_ACTION ITEM_
Copy the records that follow exactly, leaving nothing out.

(Saved data entries)

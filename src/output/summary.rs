//! Console summary printed at the end of every run

use crate::crawler::CrawlSummary;
use std::fmt::Write;

/// Share of finished items that produced a record, in percent
pub fn success_rate(summary: &CrawlSummary) -> f64 {
    let completed = summary.counters.completed();
    if completed == 0 {
        return 0.0;
    }
    (summary.counters.new + summary.counters.updated) as f64 / completed as f64 * 100.0
}

/// Formats a run summary
pub fn render_summary(summary: &CrawlSummary) -> String {
    let counters = &summary.counters;
    let mut out = String::new();

    let _ = writeln!(out, "=== Crawl Session {} ===", summary.session_id);
    let _ = writeln!(out, "Collection: {}", summary.collection_key);
    let _ = writeln!(out, "Status: {}", summary.status.to_db_string());
    let _ = writeln!(out, "Duration: {:.1}s", summary.elapsed.as_secs_f64());
    if let Some(message) = &summary.error_message {
        let _ = writeln!(out, "Error: {}", message);
    }
    let _ = writeln!(out);

    let _ = writeln!(out, "Listing pages walked: {}", summary.pages_walked);
    if counters.pages_failed > 0 {
        let _ = writeln!(out, "Listing pages failed: {}", counters.pages_failed);
    }
    let _ = writeln!(out, "Items taken: {}", counters.found);
    let _ = writeln!(out, "  New: {}", counters.new);
    let _ = writeln!(out, "  Updated: {}", counters.updated);
    let _ = writeln!(out, "  Failed: {}", counters.failed);
    let unfinished = counters.found.saturating_sub(counters.completed());
    if unfinished > 0 {
        let _ = writeln!(out, "  Not started: {}", unfinished);
    }
    if counters.images_ok + counters.images_failed > 0 {
        let _ = writeln!(
            out,
            "Images: {} downloaded, {} failed",
            counters.images_ok, counters.images_failed
        );
    }
    let _ = writeln!(out, "Success Rate: {:.1}%", success_rate(summary));

    out
}

pub fn print_summary(summary: &CrawlSummary) {
    print!("{}", render_summary(summary));
}
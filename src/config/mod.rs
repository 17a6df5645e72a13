//! Configuration module for Listing-Harvest
//!
//! This module handles loading, parsing, and validating TOML configuration files.
//!
//! # Example
//!
//! ```no_run
//! use listing_harvest::config::load_config;
//! use std::path::Path;
//!
//! let config = load_config(Path::new("harvest.toml")).unwrap();
//! println!("Discovery will walk {} pages", config.crawl.max_pages);
//! ```

mod parser;
mod types;
mod validation;

// Re-export types
pub use types::{
    ChallengeConfig, Config, CrawlConfig, DetectionConfig, ExtractionConfig, FetchConfig,
    FetchStrategyKind, IsolatedConfig, OutputConfig, PooledConfig, ProgressConfig, RetryConfig,
    TargetConfig,
};

// Re-export parser functions
pub use parser::{compute_config_hash, load_config, load_config_with_hash, parse_config};
pub use validation::validate;
//! Challenge mitigation
//!
//! Runs when the detector flags a page as a challenge. The session backs off
//! passively, behaves like a reader for a while, and then, if a solving
//! service is configured, hands the page to it under a hard timeout.
//! Mitigation never fails the crawl: every problem ends as `Unsolved`.

use crate::config::ChallengeConfig;
use crate::crawler::jitter::JitterSource;
use crate::crawler::session::{BrowserSession, FetchedPage, HumanProfile};
use crate::crawler::solver::SolvingService;
use std::sync::Arc;
use std::time::Duration;

/// Result of a mitigation
#[derive(Debug, Clone, Copy, PartialEq, Eq)]
pub enum MitigationResult {
    Solved,
    Unsolved,
}

/// Reacts to challenge pages
pub struct ChallengeMitigator {
    passive_min_ms: u64,
    passive_max_ms: u64,
    profile: HumanProfile,
    solver: Option<Arc<dyn SolvingService>>,
    solver_timeout: Duration,
}

impl ChallengeMitigator {
    pub fn new(
        config: &ChallengeConfig,
        profile: HumanProfile,
        solver: Option<Arc<dyn SolvingService>>,
    ) -> Self {
        Self {
            passive_min_ms: config.passive_backoff_min_ms,
            passive_max_ms: config.passive_backoff_max_ms,
            profile,
            solver,
            solver_timeout: Duration::from_secs(config.solver_timeout_secs),
        }
    }

    pub fn has_solver(&self) -> bool {
        self.solver.is_some()
    }

    /// Tries to get past the challenge served in `page`
    pub async fn mitigate(
        &self,
        session: &mut dyn BrowserSession,
        page: &FetchedPage,
        jitter: &dyn JitterSource,
    ) -> MitigationResult {
        let backoff = jitter.duration_ms(self.passive_min_ms, self.passive_max_ms);
        tracing::warn!(
            "Challenge served for {} (session {}), backing off {:?}",
            page.url,
            session.id(),
            backoff
        );
        tokio::time::sleep(backoff).await;

        session.simulate_human(&self.profile, jitter).await;

        let Some(solver) = &self.solver else {
            tracing::info!("No solving service configured, challenge for {} unsolved", page.url);
            return MitigationResult::Unsolved;
        };

        match tokio::time::timeout(self.solver_timeout, solver.solve(page)).await {
            Ok(Ok(true)) => {
                tracing::info!("Challenge for {} solved", page.url);
                MitigationResult::Solved
            }
            Ok(Ok(false)) => {
                tracing::warn!("Solving service could not clear challenge for {}", page.url);
                MitigationResult::Unsolved
            }
            Ok(Err(e)) => {
                tracing::warn!("Solving service error for {}: {}", page.url, e);
                MitigationResult::Unsolved
            }
            Err(_) => {
                tracing::warn!(
                    "Solving service timed out after {:?} for {}",
                    self.solver_timeout,
                    page.url
                );
                MitigationResult::Unsolved
            }
        }
    }
}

_ANSWER SPACE_
filename src/output/summary.rs
//! Console summary printed at the end of every run

use crate::crawler::CrawlSummary;
use std::fmt::Write;

/// Share of finished items that produced a record, in percent
pub fn success_rate(summary: &CrawlSummary) -> f64 {
    let completed = summary.counters.completed();
    if completed == 0 {
        return 0.0;
    }
    (summary.counters.new + summary.counters.updated) as f64 / completed as f64 * 100.0
}

/// Formats a run summary
pub fn render_summary(summary: &CrawlSummary) -> String {
    let counters = &summary.counters;
    let mut out = String::new();

    let _ = writeln!(out, "=== Crawl Session {} ===", summary.session_id);
    let _ = writeln!(out, "Collection: {}", summary.collection_key);
    let _ = writeln!(out, "Status: {}", summary.status.to_db_string());
    let _ = writeln!(out, "Duration: {:.1}s", summary.elapsed.as_secs_f64());
    if let Some(message) = &summary.error_message {
        let _ = writeln!(out, "Error: {}", message);
    }
    let _ = writeln!(out);

    let _ = writeln!(out, "Listing pages walked: {}", summary.pages_walked);
    if counters.pages_failed > 0 {
        let _ = writeln!(out, "Listing pages failed: {}", counters.pages_failed);
    }
    let _ = writeln!(out, "Items taken: {}", counters.found);
    let _ = writeln!(out, "  New: {}", counters.new);
    let _ = writeln!(out, "  Updated: {}", counters.updated);
    let _ = writeln!(out, "  Failed: {}", counters.failed);
    let unfinished = counters.found.saturating_sub(counters.completed());
    if unfinished > 0 {
        let _ = writeln!(out, "  Not started: {}", unfinished);
    }
    if counters.images_ok + counters.images_failed > 0 {
        let _ = writeln!(
            out,
            "Images: {} downloaded, {} failed",
            counters.images_ok, counters.images_failed
        );
    }
    let _ = writeln!(out, "Success Rate: {:.1}%", success_rate(summary));

    out
}

pub fn print_summary(summary: &CrawlSummary) {
    print!("{}", render_summary(summary));
}
filename src/config/mod.rs
repository 17a6df5645e72a13
//! Configuration module for Listing-Harvest
//!
//! This module handles loading, parsing, and validating TOML configuration files.
//!
//! # Example
//!
//! ```no_run
//! use listing_harvest::config::load_config;
//! use std::path::Path;
//!
//! let config = load_config(Path::new("harvest.toml")).unwrap();
//! println!("Discovery will walk {} pages", config.crawl.max_pages);
//! ```

mod parser;
mod types;
mod validation;

// Re-export types
pub use types::{
    ChallengeConfig, Config, CrawlConfig, DetectionConfig, ExtractionConfig, FetchConfig,
    FetchStrategyKind, IsolatedConfig, OutputConfig, PooledConfig, ProgressConfig, RetryConfig,
    TargetConfig,
};

// Re-export parser functions
pub use parser::{compute_config_hash, load_config, load_config_with_hash, parse_config};
pub use validation::validate;
//! Challenge mitigation
//!
//! Runs when the detector flags a page as a challenge. The session backs off
//! passively, behaves like a reader for a while, and then, if a solving
//! service is configured, hands the page to it under a hard timeout.
//! Mitigation never fails the crawl: every problem ends as `Unsolved`.

use crate::config::ChallengeConfig;
use crate::crawler::jitter::JitterSource;
use crate::crawler::session::{BrowserSession, FetchedPage, HumanProfile};
use crate::crawler::solver::SolvingService;
use std::sync::Arc;
use std::time::Duration;

/// Result of a mitigation
#[derive(Debug, Clone, Copy, PartialEq, Eq)]
pub enum MitigationResult {
    Solved,
    Unsolved,
}

/// Reacts to challenge pages
pub struct ChallengeMitigator {
    passive_min_ms: u64,
    passive_max_ms: u64,
    profile: HumanProfile,
    solver: Option<Arc<dyn SolvingService>>,
    solver_timeout: Duration,
}

impl ChallengeMitigator {
    pub fn new(
        config: &ChallengeConfig,
        profile: HumanProfile,
        solver: Option<Arc<dyn SolvingService>>,
    ) -> Self {
        Self {
            passive_min_ms: config.passive_backoff_min_ms,
            passive_max_ms: config.passive_backoff_max_ms,
            profile,
            solver,
            solver_timeout: Duration::from_secs(config.solver_timeout_secs),
        }
    }

    pub fn has_solver(&self) -> bool {
        self.solver.is_some()
    }

    /// Tries to get past the challenge served in `page`
    pub async fn mitigate(
        &self,
        session: &mut dyn BrowserSession,
        page: &FetchedPage,
        jitter: &dyn JitterSource,
    ) -> MitigationResult {
        let backoff = jitter.duration_ms(self.passive_min_ms, self.passive_max_ms);
        tracing::warn!(
            "Challenge served for {} (session {}), backing off {:?}",
            page.url,
            session.id(),
            backoff
        );
        tokio::time::sleep(backoff).await;

        session.simulate_human(&self.profile, jitter).await;

        let Some(solver) = &self.solver else {
            tracing::info!("No solving service configured, challenge for {} unsolved", page.url);
            return MitigationResult::Unsolved;
        };

        match tokio::time::timeout(self.solver_timeout, solver.solve(page)).await {
            Ok(Ok(true)) => {
                tracing::info!("Challenge for {} solved", page.url);
                MitigationResult::Solved
            }
            Ok(Ok(false)) => {
                tracing::warn!("Solving service could not clear challenge for {}", page.url);
                MitigationResult::Unsolved
            }
            Ok(Err(e)) => {
                tracing::warn!("Solving service error for {}: {}", page.url, e);
                MitigationResult::Unsolved
            }
            Err(_) => {
                tracing::warn!(
                    "Solving service timed out after {:?} for {}",
                    self.solver_timeout,
                    page.url
                );
                MitigationResult::Unsolved
            }
        }
    }
}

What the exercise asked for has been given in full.